Mais avant cela, il m’avait prévenu et s’était excusé : « On est en janvier et ici, on est déjà tous en burn-out », me faisant comprendre par-là que l’année à venir serait ardue, que toute son équipe était déjà usée – toujours debout et très active – mais usée, secouée, saturée par le rythme du travail parlementaire et l’accumulation du traitement des sujets d’actualité brûlants.
L’Ecole n’était pas une urgence – elle ne l’est jamais !
L’Ecole attendrait.
Les enseignantes violentées par leur chef en toute impunité pouvaient attendre. Encore attendre. Elles attendraient.
Le savoir qu’on ne transmettait plus attendrait.
Les élèves pouvaient attendre. Ils apprendraient, plus tard, une fois sortis du système scolaire. Ou ils n’apprendraient jamais. Jusque 16 ans l’instruction est obligatoire, que cette obligation, qui n’a jamais concerné les résultats, ne soit même plus une obligation de moyens n’était peut-être pas si grave, après tout.
François RUFFIN m’a assuré que la question ne lui était pas indifférente. Il venait de soutenir une manifestation contre des suppressions de classes, dans une école d’un village de sa Picardie.
« Mais, vous savez que la question essentielle n’est pas celle des moyens purement financiers ? Et que se focaliser sur cette question et sur celle du nombre de postes – certes cruciales – est une erreur monumentale, et un cadeau fait à ceux qui sont en train de démanteler l’Ecole publique ? ».
Difficile d’insister. Le gars avant moi, dans cette permanence, venait pour une histoire d’accès au logement social, qui s’arrangerait bien grâce aux conseils de bon sens et à l’aide à surmonter la paperasserie apportée légitimement par l’équipe du député, à ce que j’en avais malgré moi entendu et compris.
La personne après moi était là pour un motif probablement tout aussi important et primordial, à l’échelle essentielle – je l’écris sans ironie – de son existence : survivre, c’est l’urgence, trop souvent .
Vouloir se battre pour l’intérêt commun, pour la formation des citoyens de demain, pour un idéal ambitieux, c’était un « luxe » un peu trop éloigné des préoccupations immédiates et des sollicitations urgentes, concrètes, parfois plus simples à résoudre, des administrés venus rencontrer « leur » député.
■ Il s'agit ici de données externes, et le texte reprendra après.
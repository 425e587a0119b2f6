use clap::Parser;
use color_eyre::eyre::{
    Result,
    eyre,
};
use std::{
    path::PathBuf,
    time::Duration,
};

use crate::deployment::DEFAULT_DEPLOYMENTS_PATH;

pub const DEFAULT_POLL_INTERVAL_MS: u64 = 2_000;
pub const DEFAULT_WALLET_WATCH_MS: u64 = 1_000;

#[derive(Parser, Debug, Clone)]
#[command(version, about = "Terminal client for the DiveBar betting game", long_about = None)]
pub struct Args {
    /// JSON-RPC endpoint of the wallet that holds your account. Without it
    /// the client runs read-only and asks you to install a wallet.
    #[arg(long, env = "DIVEBAR_RPC_URL")]
    pub rpc_url: Option<String>,

    /// Deployment records written by the contract deploy tooling.
    #[arg(long, default_value = DEFAULT_DEPLOYMENTS_PATH)]
    pub deployments: String,

    #[arg(long, default_value_t = DEFAULT_POLL_INTERVAL_MS)]
    pub poll_interval_ms: u64,

    /// How often the wallet is asked for its account and chain.
    #[arg(long, default_value_t = DEFAULT_WALLET_WATCH_MS)]
    pub wallet_watch_ms: u64,

    #[arg(long, default_value = ".logs")]
    pub log_dir: String,
}

/// Validated runtime settings.
#[derive(Debug, Clone)]
pub struct AppConfig {
    pub rpc_url: Option<String>,
    pub deployments_path: PathBuf,
    pub poll_interval: Duration,
    pub wallet_watch_interval: Duration,
    pub log_dir: PathBuf,
}

impl AppConfig {
    pub fn from_args(args: Args) -> Result<Self> {
        if args.poll_interval_ms == 0 {
            return Err(eyre!("--poll-interval-ms must be greater than zero"));
        }
        if args.wallet_watch_ms == 0 {
            return Err(eyre!("--wallet-watch-ms must be greater than zero"));
        }
        let rpc_url = args
            .rpc_url
            .map(|url| url.trim().to_string())
            .filter(|url| !url.is_empty());
        Ok(Self {
            rpc_url,
            deployments_path: expand_path(&args.deployments),
            poll_interval: Duration::from_millis(args.poll_interval_ms),
            wallet_watch_interval: Duration::from_millis(args.wallet_watch_ms),
            log_dir: expand_path(&args.log_dir),
        })
    }
}

fn expand_path(raw: &str) -> PathBuf {
    PathBuf::from(shellexpand::tilde(raw).into_owned())
}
Et puis, est-ce que ce n’était pas là avant tout le rôle des organisations syndicales ?
De qui étais-je le représentant ?
Très gentiment, François RUFFIN m’invitait à laisser à une assistante les quelques documents sourcés que j’avais préparés, documents faisant état en toutes lettres de cette formule, en gras, en guise de présentation et de résumé : « L’Ecole ne permet plus aux enseignants de former des citoyens. Elle les contraint à mouler des cons sots mateurs ». Et je repartai, déçu avant tout de ma propre naïveté, avec l’impression d’avoir échoué à montrer l’urgence qu’il y avait à ce qu’une voix forte s’empare de la question de l’Ecole. Au moins, j’avais essayé. Et le député m’avait accueilli et écouté avec un souci de l’autre qui n’avait rien de feint.
En sortant du petit local de permanence, je savais qu’idéalement il faudrait trouver ailleurs qu’à Amiens un héraut de cette cause que j’aurais aimé que cet homme épouse, et qu’il défende mieux que je ne saurais jamais le faire.

Bien sûr, j’aurais souhaité que cet échange puisse déboucher sur un déclic, et sur l’envie, de la part de François RUFFIN, d’une volonté de travailler sur ces questions, de les mettre en lumière, de les porter, à défaut de toutes les résoudre.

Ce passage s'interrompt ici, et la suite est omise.